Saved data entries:
---
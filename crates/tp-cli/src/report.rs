//! Report generation: runs the analysis pipeline over raw log text and
//! renders the result as human-readable text or JSON.

use std::collections::BTreeMap;
use std::fmt::Write;

use anyhow::Result;
use chrono::{DateTime, Utc};
use serde::Serialize;
use tp_core::{
    ExtractConfig, Extraction, GlobalStats, PlayerStats, StatsReport, format_time,
};

use crate::input::LogInput;

/// Everything the renderers need, computed once per invocation.
#[derive(Debug)]
pub struct ReportData<'a> {
    pub source: &'a str,
    pub min_turn_duration_secs: i64,
    pub extraction: &'a Extraction,
    pub stats: &'a StatsReport,
}

/// Runs the three pipeline stages over raw log text.
fn analyze(raw: &str, min_turn_duration_secs: i64) -> (Extraction, StatsReport) {
    let entries = tp_core::parse_lines(raw);
    tracing::debug!(entries = entries.len(), "parsed log lines");

    let config = ExtractConfig {
        min_turn_duration_secs,
    };
    let extraction = tp_core::extract_turns(&entries, &config);
    tracing::debug!(
        turns = extraction.turns.len(),
        ignored = extraction.ignored,
        "extracted turns"
    );

    let stats = tp_core::compute_stats(&extraction.turns);
    (extraction, stats)
}

// ========== Human-Readable Output ==========

/// Formats the human-readable report output.
pub fn format_report(data: &ReportData<'_>) -> String {
    let mut output = String::new();

    writeln!(output, "TURN REPORT: {}", data.source).unwrap();

    if data.stats.by_player.is_empty() {
        writeln!(output).unwrap();
        writeln!(
            output,
            "No valid turns found (minimum duration {}s).",
            data.min_turn_duration_secs
        )
        .unwrap();
        if data.extraction.ignored > 0 {
            writeln!(output, "Ignored turns: {}", data.extraction.ignored).unwrap();
        }
        return output;
    }

    writeln!(output).unwrap();
    writeln!(output, "PLAYERS").unwrap();
    writeln!(output, "───────").unwrap();

    for (player, stats) in &data.stats.by_player {
        writeln!(output).unwrap();
        writeln!(output, "{player}").unwrap();
        writeln!(output, "  Turns:              {}", stats.count).unwrap();
        writeln!(output, "  Average:            {}", format_time(stats.avg)).unwrap();
        writeln!(
            output,
            "  Shortest:           {}",
            format_time(seconds(stats.min))
        )
        .unwrap();
        writeln!(
            output,
            "  Longest:            {}",
            format_time(seconds(stats.max))
        )
        .unwrap();
        writeln!(output, "  Stddev:             {:.2}s", stats.stddev).unwrap();
        writeln!(output, "  IPR:                {:+.2}s", stats.ipr).unwrap();
        writeln!(output, "  Faster than global: {}%", stats.percent_faster).unwrap();
        writeln!(output, "  Outliers:           {}", stats.outliers_count).unwrap();
    }

    let global = &data.stats.global;
    writeln!(output).unwrap();
    writeln!(output, "GLOBAL").unwrap();
    writeln!(output, "──────").unwrap();
    writeln!(output, "Average:           {}", format_time(global.avg)).unwrap();
    writeln!(output, "Stddev:            {:.2}s", global.stddev).unwrap();
    writeln!(
        output,
        "Longest turn:      {}",
        format_time(seconds(global.longest))
    )
    .unwrap();
    writeln!(
        output,
        "Shortest turn:     {}",
        format_time(seconds(global.shortest))
    )
    .unwrap();
    writeln!(output, "Turns > average:   {}", global.more_than_avg).unwrap();
    writeln!(output, "Turns < average:   {}", global.less_than_avg).unwrap();

    let ignored_label = format!("Ignored (< {}s):", data.min_turn_duration_secs);
    writeln!(output, "{ignored_label:<18} {}", data.extraction.ignored).unwrap();

    output
}

#[allow(clippy::cast_precision_loss)]
fn seconds(duration: i64) -> f64 {
    duration as f64
}

// ========== JSON Output ==========

/// JSON report structure.
#[derive(Debug, Serialize)]
pub struct JsonReport<'a> {
    pub generated_at: String,
    pub source: &'a str,
    pub min_turn_duration_secs: i64,
    pub by_player: &'a BTreeMap<String, PlayerStats>,
    pub global: &'a GlobalStats,
    pub turns: Vec<JsonTurn<'a>>,
    pub ignored: usize,
}

/// One turn with its derived flags, flattened for JSON consumers.
#[derive(Debug, Serialize)]
pub struct JsonTurn<'a> {
    pub player: &'a str,
    pub start: i64,
    pub end: i64,
    pub duration: i64,
    pub is_outlier: bool,
    pub delta_to_global: f64,
    pub faster_than_global: bool,
}

/// Formats report data as JSON.
pub fn format_report_json(data: &ReportData<'_>, generated_at: DateTime<Utc>) -> Result<String> {
    let turns = data
        .extraction
        .turns
        .iter()
        .zip(&data.stats.annotations)
        .map(|(turn, annotation)| JsonTurn {
            player: &turn.player,
            start: turn.start,
            end: turn.end,
            duration: turn.duration,
            is_outlier: annotation.is_outlier,
            delta_to_global: annotation.delta_to_global,
            faster_than_global: annotation.faster_than_global,
        })
        .collect();

    let report = JsonReport {
        generated_at: generated_at.to_rfc3339(),
        source: data.source,
        min_turn_duration_secs: data.min_turn_duration_secs,
        by_player: &data.stats.by_player,
        global: &data.stats.global,
        turns,
        ignored: data.extraction.ignored,
    };

    Ok(serde_json::to_string_pretty(&report)?)
}

// ========== Public Interface ==========

/// Runs the report command.
pub fn run(input: &LogInput, min_turn_duration_secs: i64, json: bool) -> Result<()> {
    let (extraction, stats) = analyze(&input.text, min_turn_duration_secs);
    let data = ReportData {
        source: &input.source,
        min_turn_duration_secs,
        extraction: &extraction,
        stats: &stats,
    };

    if json {
        let output = format_report_json(&data, Utc::now())?;
        println!("{output}");
    } else {
        let output = format_report(&data);
        print!("{output}");
    }

    Ok(())
}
---
### Task details
The entries above must be copied verbatim. Leave none out.

### Response
filename crates/tp-cli/src/report.rs
//! Report generation: runs the analysis pipeline over raw log text and
//! renders the result as human-readable text or JSON.

use std::collections::BTreeMap;
use std::fmt::Write;

use anyhow::Result;
use chrono::{DateTime, Utc};
use serde::Serialize;
use tp_core::{
    ExtractConfig, Extraction, GlobalStats, PlayerStats, StatsReport, format_time,
};

use crate::input::LogInput;

/// Everything the renderers need, computed once per invocation.
#[derive(Debug)]
pub struct ReportData<'a> {
    pub source: &'a str,
    pub min_turn_duration_secs: i64,
    pub extraction: &'a Extraction,
    pub stats: &'a StatsReport,
}

/// Runs the three pipeline stages over raw log text.
fn analyze(raw: &str, min_turn_duration_secs: i64) -> (Extraction, StatsReport) {
    let entries = tp_core::parse_lines(raw);
    tracing::debug!(entries = entries.len(), "parsed log lines");

    let config = ExtractConfig {
        min_turn_duration_secs,
    };
    let extraction = tp_core::extract_turns(&entries, &config);
    tracing::debug!(
        turns = extraction.turns.len(),
        ignored = extraction.ignored,
        "extracted turns"
    );

    let stats = tp_core::compute_stats(&extraction.turns);
    (extraction, stats)
}

// ========== Human-Readable Output ==========

/// Formats the human-readable report output.
pub fn format_report(data: &ReportData<'_>) -> String {
    let mut output = String::new();

    writeln!(output, "TURN REPORT: {}", data.source).unwrap();

    if data.stats.by_player.is_empty() {
        writeln!(output).unwrap();
        writeln!(
            output,
            "No valid turns found (minimum duration {}s).",
            data.min_turn_duration_secs
        )
        .unwrap();
        if data.extraction.ignored > 0 {
            writeln!(output, "Ignored turns: {}", data.extraction.ignored).unwrap();
        }
        return output;
    }

    writeln!(output).unwrap();
    writeln!(output, "PLAYERS").unwrap();
    writeln!(output, "───────").unwrap();

    for (player, stats) in &data.stats.by_player {
        writeln!(output).unwrap();
        writeln!(output, "{player}").unwrap();
        writeln!(output, "  Turns:              {}", stats.count).unwrap();
        writeln!(output, "  Average:            {}", format_time(stats.avg)).unwrap();
        writeln!(
            output,
            "  Shortest:           {}",
            format_time(seconds(stats.min))
        )
        .unwrap();
        writeln!(
            output,
            "  Longest:            {}",
            format_time(seconds(stats.max))
        )
        .unwrap();
        writeln!(output, "  Stddev:             {:.2}s", stats.stddev).unwrap();
        writeln!(output, "  IPR:                {:+.2}s", stats.ipr).unwrap();
        writeln!(output, "  Faster than global: {}%", stats.percent_faster).unwrap();
        writeln!(output, "  Outliers:           {}", stats.outliers_count).unwrap();
    }

    let global = &data.stats.global;
    writeln!(output).unwrap();
    writeln!(output, "GLOBAL").unwrap();
    writeln!(output, "──────").unwrap();
    writeln!(output, "Average:           {}", format_time(global.avg)).unwrap();
    writeln!(output, "Stddev:            {:.2}s", global.stddev).unwrap();
    writeln!(
        output,
        "Longest turn:      {}",
        format_time(seconds(global.longest))
    )
    .unwrap();
    writeln!(
        output,
        "Shortest turn:     {}",
        format_time(seconds(global.shortest))
    )
    .unwrap();
    writeln!(output, "Turns > average:   {}", global.more_than_avg).unwrap();
    writeln!(output, "Turns < average:   {}", global.less_than_avg).unwrap();

    let ignored_label = format!("Ignored (< {}s):", data.min_turn_duration_secs);
    writeln!(output, "{ignored_label:<18} {}", data.extraction.ignored).unwrap();

    output
}

#[allow(clippy::cast_precision_loss)]
fn seconds(duration: i64) -> f64 {
    duration as f64
}

// ========== JSON Output ==========

/// JSON report structure.
#[derive(Debug, Serialize)]
pub struct JsonReport<'a> {
    pub generated_at: String,
    pub source: &'a str,
    pub min_turn_duration_secs: i64,
    pub by_player: &'a BTreeMap<String, PlayerStats>,
    pub global: &'a GlobalStats,
    pub turns: Vec<JsonTurn<'a>>,
    pub ignored: usize,
}

/// One turn with its derived flags, flattened for JSON consumers.
#[derive(Debug, Serialize)]
pub struct JsonTurn<'a> {
    pub player: &'a str,
    pub start: i64,
    pub end: i64,
    pub duration: i64,
    pub is_outlier: bool,
    pub delta_to_global: f64,
    pub faster_than_global: bool,
}

/// Formats report data as JSON.
pub fn format_report_json(data: &ReportData<'_>, generated_at: DateTime<Utc>) -> Result<String> {
    let turns = data
        .extraction
        .turns
        .iter()
        .zip(&data.stats.annotations)
        .map(|(turn, annotation)| JsonTurn {
            player: &turn.player,
            start: turn.start,
            end: turn.end,
            duration: turn.duration,
            is_outlier: annotation.is_outlier,
            delta_to_global: annotation.delta_to_global,
            faster_than_global: annotation.faster_than_global,
        })
        .collect();

    let report = JsonReport {
        generated_at: generated_at.to_rfc3339(),
        source: data.source,
        min_turn_duration_secs: data.min_turn_duration_secs,
        by_player: &data.stats.by_player,
        global: &data.stats.global,
        turns,
        ignored: data.extraction.ignored,
    };

    Ok(serde_json::to_string_pretty(&report)?)
}

// ========== Public Interface ==========

/// Runs the report command.
pub fn run(input: &LogInput, min_turn_duration_secs: i64, json: bool) -> Result<()> {
    let (extraction, stats) = analyze(&input.text, min_turn_duration_secs);
    let data = ReportData {
        source: &input.source,
        min_turn_duration_secs,
        extraction: &extraction,
        stats: &stats,
    };

    if json {
        let output = format_report_json(&data, Utc::now())?;
        println!("{output}");
    } else {
        let output = format_report(&data);
        print!("{output}");
    }

    Ok(())
}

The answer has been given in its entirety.